### What you have to do
Below are the entries; state how many of their lines contain the string "None", and nothing more.
START Material provided
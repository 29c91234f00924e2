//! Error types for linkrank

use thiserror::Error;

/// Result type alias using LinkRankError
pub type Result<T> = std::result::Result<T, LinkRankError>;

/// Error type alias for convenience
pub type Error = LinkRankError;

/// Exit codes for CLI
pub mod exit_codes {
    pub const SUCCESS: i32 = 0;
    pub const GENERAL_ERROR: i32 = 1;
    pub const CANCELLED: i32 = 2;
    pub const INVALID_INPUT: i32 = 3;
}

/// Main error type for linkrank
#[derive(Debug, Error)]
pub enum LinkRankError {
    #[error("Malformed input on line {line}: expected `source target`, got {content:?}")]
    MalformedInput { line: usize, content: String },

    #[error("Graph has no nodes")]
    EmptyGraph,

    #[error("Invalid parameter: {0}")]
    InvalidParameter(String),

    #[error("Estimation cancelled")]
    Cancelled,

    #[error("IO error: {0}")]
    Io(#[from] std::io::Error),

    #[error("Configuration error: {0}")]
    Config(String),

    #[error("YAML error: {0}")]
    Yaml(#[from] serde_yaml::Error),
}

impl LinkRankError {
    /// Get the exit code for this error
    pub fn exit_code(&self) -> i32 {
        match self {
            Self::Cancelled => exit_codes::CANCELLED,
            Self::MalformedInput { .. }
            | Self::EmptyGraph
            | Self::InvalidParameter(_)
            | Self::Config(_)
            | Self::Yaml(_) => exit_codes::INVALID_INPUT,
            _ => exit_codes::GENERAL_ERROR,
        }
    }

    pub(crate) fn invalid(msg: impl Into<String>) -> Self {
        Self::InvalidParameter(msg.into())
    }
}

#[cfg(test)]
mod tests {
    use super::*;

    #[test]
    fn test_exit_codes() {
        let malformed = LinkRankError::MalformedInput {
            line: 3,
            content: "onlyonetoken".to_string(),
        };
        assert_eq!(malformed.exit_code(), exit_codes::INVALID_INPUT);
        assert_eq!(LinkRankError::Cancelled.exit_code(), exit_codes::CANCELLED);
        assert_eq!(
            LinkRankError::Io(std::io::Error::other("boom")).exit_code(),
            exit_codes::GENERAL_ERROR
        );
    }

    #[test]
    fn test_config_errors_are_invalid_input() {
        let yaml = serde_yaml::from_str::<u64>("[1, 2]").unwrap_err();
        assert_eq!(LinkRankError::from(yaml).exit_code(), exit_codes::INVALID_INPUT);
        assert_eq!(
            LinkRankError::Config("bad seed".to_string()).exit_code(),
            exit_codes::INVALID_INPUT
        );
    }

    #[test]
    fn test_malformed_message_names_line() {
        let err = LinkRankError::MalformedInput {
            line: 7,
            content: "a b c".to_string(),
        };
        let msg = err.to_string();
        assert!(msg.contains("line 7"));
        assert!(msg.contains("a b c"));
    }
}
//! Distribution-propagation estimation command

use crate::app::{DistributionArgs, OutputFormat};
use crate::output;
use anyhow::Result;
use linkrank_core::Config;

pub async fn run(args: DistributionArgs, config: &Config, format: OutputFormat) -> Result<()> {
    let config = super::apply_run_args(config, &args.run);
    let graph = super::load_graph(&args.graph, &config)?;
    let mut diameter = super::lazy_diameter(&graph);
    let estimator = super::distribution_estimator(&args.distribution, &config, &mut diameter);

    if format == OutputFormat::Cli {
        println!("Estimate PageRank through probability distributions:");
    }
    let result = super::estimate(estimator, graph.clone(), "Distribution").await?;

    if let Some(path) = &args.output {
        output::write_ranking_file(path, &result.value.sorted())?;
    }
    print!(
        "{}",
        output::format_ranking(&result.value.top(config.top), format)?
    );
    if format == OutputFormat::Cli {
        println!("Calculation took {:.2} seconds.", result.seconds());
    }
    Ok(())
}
END Material provided
START Material provided
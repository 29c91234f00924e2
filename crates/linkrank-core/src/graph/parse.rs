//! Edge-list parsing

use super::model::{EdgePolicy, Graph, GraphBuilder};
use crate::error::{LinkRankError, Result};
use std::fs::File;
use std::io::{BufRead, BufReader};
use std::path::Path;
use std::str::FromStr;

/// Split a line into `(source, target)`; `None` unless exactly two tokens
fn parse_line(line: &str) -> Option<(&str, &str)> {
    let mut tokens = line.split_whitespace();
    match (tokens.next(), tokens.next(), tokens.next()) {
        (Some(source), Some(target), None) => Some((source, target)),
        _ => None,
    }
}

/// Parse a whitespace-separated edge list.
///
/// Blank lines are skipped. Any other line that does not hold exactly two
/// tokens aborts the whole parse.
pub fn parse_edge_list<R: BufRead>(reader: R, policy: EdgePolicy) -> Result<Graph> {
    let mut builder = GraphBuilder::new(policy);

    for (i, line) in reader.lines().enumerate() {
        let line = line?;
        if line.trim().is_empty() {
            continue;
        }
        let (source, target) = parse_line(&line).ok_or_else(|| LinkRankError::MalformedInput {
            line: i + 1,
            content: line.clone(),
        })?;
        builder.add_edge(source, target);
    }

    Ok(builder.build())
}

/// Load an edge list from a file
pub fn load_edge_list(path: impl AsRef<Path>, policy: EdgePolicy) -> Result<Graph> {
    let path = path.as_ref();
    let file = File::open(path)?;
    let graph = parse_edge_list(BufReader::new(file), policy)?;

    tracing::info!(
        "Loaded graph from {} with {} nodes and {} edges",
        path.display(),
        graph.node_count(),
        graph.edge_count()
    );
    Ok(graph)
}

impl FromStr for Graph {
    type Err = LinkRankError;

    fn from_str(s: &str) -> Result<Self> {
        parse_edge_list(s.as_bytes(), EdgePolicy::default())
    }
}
END Material provided
START Material provided
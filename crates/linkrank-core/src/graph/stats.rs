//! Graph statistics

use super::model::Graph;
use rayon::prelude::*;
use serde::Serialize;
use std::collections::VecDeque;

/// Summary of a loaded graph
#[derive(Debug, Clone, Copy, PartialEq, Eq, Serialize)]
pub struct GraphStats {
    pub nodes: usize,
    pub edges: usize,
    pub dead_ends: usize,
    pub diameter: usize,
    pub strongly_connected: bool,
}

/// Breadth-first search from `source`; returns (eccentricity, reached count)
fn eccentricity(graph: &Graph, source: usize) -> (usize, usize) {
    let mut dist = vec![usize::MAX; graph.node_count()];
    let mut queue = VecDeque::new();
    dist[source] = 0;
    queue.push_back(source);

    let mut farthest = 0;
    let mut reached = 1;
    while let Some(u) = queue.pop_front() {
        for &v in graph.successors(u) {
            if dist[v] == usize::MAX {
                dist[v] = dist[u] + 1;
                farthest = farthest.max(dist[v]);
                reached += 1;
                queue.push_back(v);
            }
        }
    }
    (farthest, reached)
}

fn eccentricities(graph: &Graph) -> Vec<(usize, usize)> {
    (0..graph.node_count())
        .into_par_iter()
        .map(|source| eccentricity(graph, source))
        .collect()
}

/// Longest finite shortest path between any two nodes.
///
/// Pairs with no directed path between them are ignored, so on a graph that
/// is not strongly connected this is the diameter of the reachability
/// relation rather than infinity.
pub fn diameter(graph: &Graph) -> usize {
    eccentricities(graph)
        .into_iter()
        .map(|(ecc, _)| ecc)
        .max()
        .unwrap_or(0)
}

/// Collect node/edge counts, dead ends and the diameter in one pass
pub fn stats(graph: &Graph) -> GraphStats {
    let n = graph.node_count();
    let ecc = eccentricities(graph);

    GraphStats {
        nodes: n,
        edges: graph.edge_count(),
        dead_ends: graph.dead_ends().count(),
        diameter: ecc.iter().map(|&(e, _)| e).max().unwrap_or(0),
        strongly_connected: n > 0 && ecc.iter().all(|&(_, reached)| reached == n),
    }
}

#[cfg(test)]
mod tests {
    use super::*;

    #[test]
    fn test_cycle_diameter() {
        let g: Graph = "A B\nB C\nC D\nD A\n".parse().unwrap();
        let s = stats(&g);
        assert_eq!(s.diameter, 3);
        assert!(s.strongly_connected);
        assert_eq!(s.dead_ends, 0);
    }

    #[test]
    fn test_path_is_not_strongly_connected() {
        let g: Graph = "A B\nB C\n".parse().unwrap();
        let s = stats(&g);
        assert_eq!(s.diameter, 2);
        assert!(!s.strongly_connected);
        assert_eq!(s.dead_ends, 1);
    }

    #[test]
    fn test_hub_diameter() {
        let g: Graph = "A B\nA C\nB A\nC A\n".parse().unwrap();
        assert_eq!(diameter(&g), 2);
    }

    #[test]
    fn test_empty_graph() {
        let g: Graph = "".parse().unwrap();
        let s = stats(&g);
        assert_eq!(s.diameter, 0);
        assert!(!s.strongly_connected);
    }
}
END Material provided
### Response for this exercise
3